The Victorian Jewish War Memorial (also referred to as the Ripponlea obelisk) is located at Burnett Grey Gardens on Morres Street in the Melbourne suburb of Ripponlea. The memorial dedicated to Victorian Jewish soldiers who served in the first and second World Wars, as well as in other conflicts. The monument was unveiled on 15 November 2015. The reason for the building of the monument was to accommodate veterans who wished to visit a local memorial.

The Jewish war memorial originally incorrectly stated that World War II began in 1938 instead of 1939. The organisation behind the memorial, Victorian Association of Jewish Ex & Servicemen & Women Australia (VAJEX), deliberately chose 1938 to acknowledge Kristallnacht, which they viewed as the beginning of Jewish persecution leading to the Holocaust.
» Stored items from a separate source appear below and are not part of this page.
use super::{load_context, load_unscoped_context, print_model};
use crate::GlobalArgs;
use anyhow::Context;
use astroform_provider::OrganizationDataSource;
use colored::Colorize;

pub async fn handle_get(global: &GlobalArgs, id: Option<&str>) -> anyhow::Result<()> {
    // An explicit id does not need a configured organization
    let context = match id {
        Some(_) => load_unscoped_context(global)?,
        None => load_context(global)?,
    };
    let organization = OrganizationDataSource::new(&context)
        .read(id)
        .await
        .context("Failed to read organization")?;
    print_model(&organization)
}

pub async fn handle_list(global: &GlobalArgs) -> anyhow::Result<()> {
    let context = load_unscoped_context(global)?;
    let organizations = OrganizationDataSource::new(&context)
        .list()
        .await
        .context("Failed to list organizations")?;

    eprintln!(
        "{} organization(s) visible",
        organizations.len().to_string().cyan()
    );
    print_model(&organizations)
}
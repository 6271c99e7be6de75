//! Declarative models
//!
//! What the plugin host holds between operations: user-supplied settings
//! plus the remote-computed fields filled in by reconciliation. Field names
//! follow the provider's snake_case attribute names.

mod cluster;
mod deployment;
mod organization;
mod workspace;

pub use cluster::{ClusterMetadataModel, ClusterModel, K8sTag, NodePoolModel};
pub use deployment::{DeploymentModel, EnvironmentVariableModel, WorkerQueueModel};
pub use organization::{ManagedDomainModel, OrganizationModel};
pub use workspace::WorkspaceModel;

use serde::{Deserialize, Serialize};
use std::str::FromStr;

#[derive(Debug, Clone, Copy, PartialEq, Eq, Hash, Serialize, Deserialize)]
pub enum CloudProvider {
    #[serde(rename = "AWS")]
    Aws,
    #[serde(rename = "AZURE")]
    Azure,
    #[serde(rename = "GCP")]
    Gcp,
}

impl CloudProvider {
    pub fn as_str(&self) -> &'static str {
        match self {
            CloudProvider::Aws => "AWS",
            CloudProvider::Azure => "AZURE",
            CloudProvider::Gcp => "GCP",
        }
    }
}

impl FromStr for CloudProvider {
    type Err = String;

    fn from_str(s: &str) -> Result<Self, Self::Err> {
        match s.to_ascii_uppercase().as_str() {
            "AWS" => Ok(CloudProvider::Aws),
            "AZURE" => Ok(CloudProvider::Azure),
            "GCP" => Ok(CloudProvider::Gcp),
            other => Err(format!("unknown cloud provider: {}", other)),
        }
    }
}

#[derive(Debug, Clone, Copy, PartialEq, Eq, Hash, Serialize, Deserialize)]
#[serde(rename_all = "UPPERCASE")]
pub enum ClusterType {
    Dedicated,
    Hybrid,
}

impl ClusterType {
    pub fn as_str(&self) -> &'static str {
        match self {
            ClusterType::Dedicated => "DEDICATED",
            ClusterType::Hybrid => "HYBRID",
        }
    }
}

impl FromStr for ClusterType {
    type Err = String;

    fn from_str(s: &str) -> Result<Self, Self::Err> {
        match s.to_ascii_uppercase().as_str() {
            "DEDICATED" => Ok(ClusterType::Dedicated),
            "HYBRID" => Ok(ClusterType::Hybrid),
            other => Err(format!("unknown cluster type: {}", other)),
        }
    }
}

#[derive(Debug, Clone, Copy, PartialEq, Eq, Hash, Serialize, Deserialize)]
#[serde(rename_all = "UPPERCASE")]
pub enum DeploymentType {
    Dedicated,
    Hybrid,
    Standard,
}

impl DeploymentType {
    pub fn as_str(&self) -> &'static str {
        match self {
            DeploymentType::Dedicated => "DEDICATED",
            DeploymentType::Hybrid => "HYBRID",
            DeploymentType::Standard => "STANDARD",
        }
    }
}

impl FromStr for DeploymentType {
    type Err = String;

    fn from_str(s: &str) -> Result<Self, Self::Err> {
        match s.to_ascii_uppercase().as_str() {
            "DEDICATED" => Ok(DeploymentType::Dedicated),
            "HYBRID" => Ok(DeploymentType::Hybrid),
            "STANDARD" => Ok(DeploymentType::Standard),
            other => Err(format!("unknown deployment type: {}", other)),
        }
    }
}

#[derive(Debug, Clone, Copy, PartialEq, Eq, Hash, Serialize, Deserialize)]
#[serde(rename_all = "UPPERCASE")]
pub enum Executor {
    Celery,
    Kubernetes,
}

impl Executor {
    pub fn as_str(&self) -> &'static str {
        match self {
            Executor::Celery => "CELERY",
            Executor::Kubernetes => "KUBERNETES",
        }
    }
}

impl FromStr for Executor {
    type Err = String;

    fn from_str(s: &str) -> Result<Self, Self::Err> {
        match s.to_ascii_uppercase().as_str() {
            "CELERY" => Ok(Executor::Celery),
            "KUBERNETES" => Ok(Executor::Kubernetes),
            other => Err(format!("unknown executor: {}", other)),
        }
    }
}

#[derive(Debug, Clone, Copy, PartialEq, Eq, Hash, Serialize, Deserialize)]
#[serde(rename_all = "UPPERCASE")]
pub enum SchedulerSize {
    Small,
    Medium,
    Large,
}

impl SchedulerSize {
    pub fn as_str(&self) -> &'static str {
        match self {
            SchedulerSize::Small => "SMALL",
            SchedulerSize::Medium => "MEDIUM",
            SchedulerSize::Large => "LARGE",
        }
    }
}

impl FromStr for SchedulerSize {
    type Err = String;

    fn from_str(s: &str) -> Result<Self, Self::Err> {
        match s.to_ascii_uppercase().as_str() {
            "SMALL" => Ok(SchedulerSize::Small),
            "MEDIUM" => Ok(SchedulerSize::Medium),
            "LARGE" => Ok(SchedulerSize::Large),
            other => Err(format!("unknown scheduler size: {}", other)),
        }
    }
}
//! Organization endpoints (read-only)

use crate::client::{ApiClient, nullable};
use crate::user::SubjectProfile;
use astroform_cloud::{ErrorContext, Operation, ResourceKind, Result, StatusReport};
use serde::{Deserialize, Serialize};

#[derive(Debug, Clone)]
pub struct OrganizationApi {
    client: ApiClient,
}

impl OrganizationApi {
    pub fn new(client: ApiClient) -> Self {
        Self { client }
    }

    /// Fetch one organization by id
    pub async fn get(&self, id: &str) -> Result<OrganizationResponse> {
        let context = ErrorContext::new(Operation::Read, ResourceKind::Organization).with_id(id);
        let url = self.client.url(&[id]);
        self.client.fetch(&context, &url).await
    }

    /// List every organization the token can see
    pub async fn list(&self) -> Result<Vec<OrganizationResponse>> {
        let context = ErrorContext::new(Operation::List, ResourceKind::Organization);
        let listing: OrganizationListResponse =
            self.client.fetch(&context, &self.client.url(&[])).await?;
        tracing::debug!(
            "Listed {} of {} organizations",
            listing.organizations.len(),
            listing.total_count
        );
        Ok(listing.organizations)
    }
}

// ============ API Types ============

#[derive(Debug, Clone, Default, PartialEq, Eq, Serialize, Deserialize)]
#[serde(default, rename_all = "camelCase")]
pub struct OrganizationResponse {
    pub billing_email: String,
    pub created_at: String,
    pub created_by: Option<SubjectProfile>,
    pub id: String,
    pub is_scim_enabled: bool,
    #[serde(deserialize_with = "nullable")]
    pub managed_domains: Vec<ManagedDomain>,
    pub name: String,
    pub payment_method: String,
    pub product: String,
    pub status: String,
    pub support_plan: String,
    pub trial_expires_at: String,
    pub updated_at: String,
    pub updated_by: Option<SubjectProfile>,
}

impl StatusReport for OrganizationResponse {
    fn id(&self) -> &str {
        &self.id
    }

    // Billing status, not a lifecycle
    fn status(&self) -> Option<&str> {
        None
    }
}

#[derive(Debug, Clone, Default, PartialEq, Eq, Serialize, Deserialize)]
#[serde(default, rename_all = "camelCase")]
pub struct ManagedDomain {
    pub created_at: String,
    #[serde(deserialize_with = "nullable")]
    pub enforced_logins: Vec<String>,
    pub id: String,
    pub name: String,
    pub status: String,
    pub updated_at: String,
}

#[derive(Debug, Clone, Default, Deserialize)]
#[serde(default, rename_all = "camelCase")]
struct OrganizationListResponse {
    #[serde(deserialize_with = "nullable")]
    organizations: Vec<OrganizationResponse>,
    total_count: i64,
}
Critics, including the Australian Jewish Historical Society and MP Michael Danby, argued this distorts history, since World War II officially began with Germany's invasion of Poland in September 1939. VAJEX has acknowledged the historical fact and stated they would add a clarifying plaque explaining the reasoning behind the date.

According to VAJEX, major funders for the memorial included the Pratt Foundation and Marcus Besen. The site was offered by Heritage Victoria.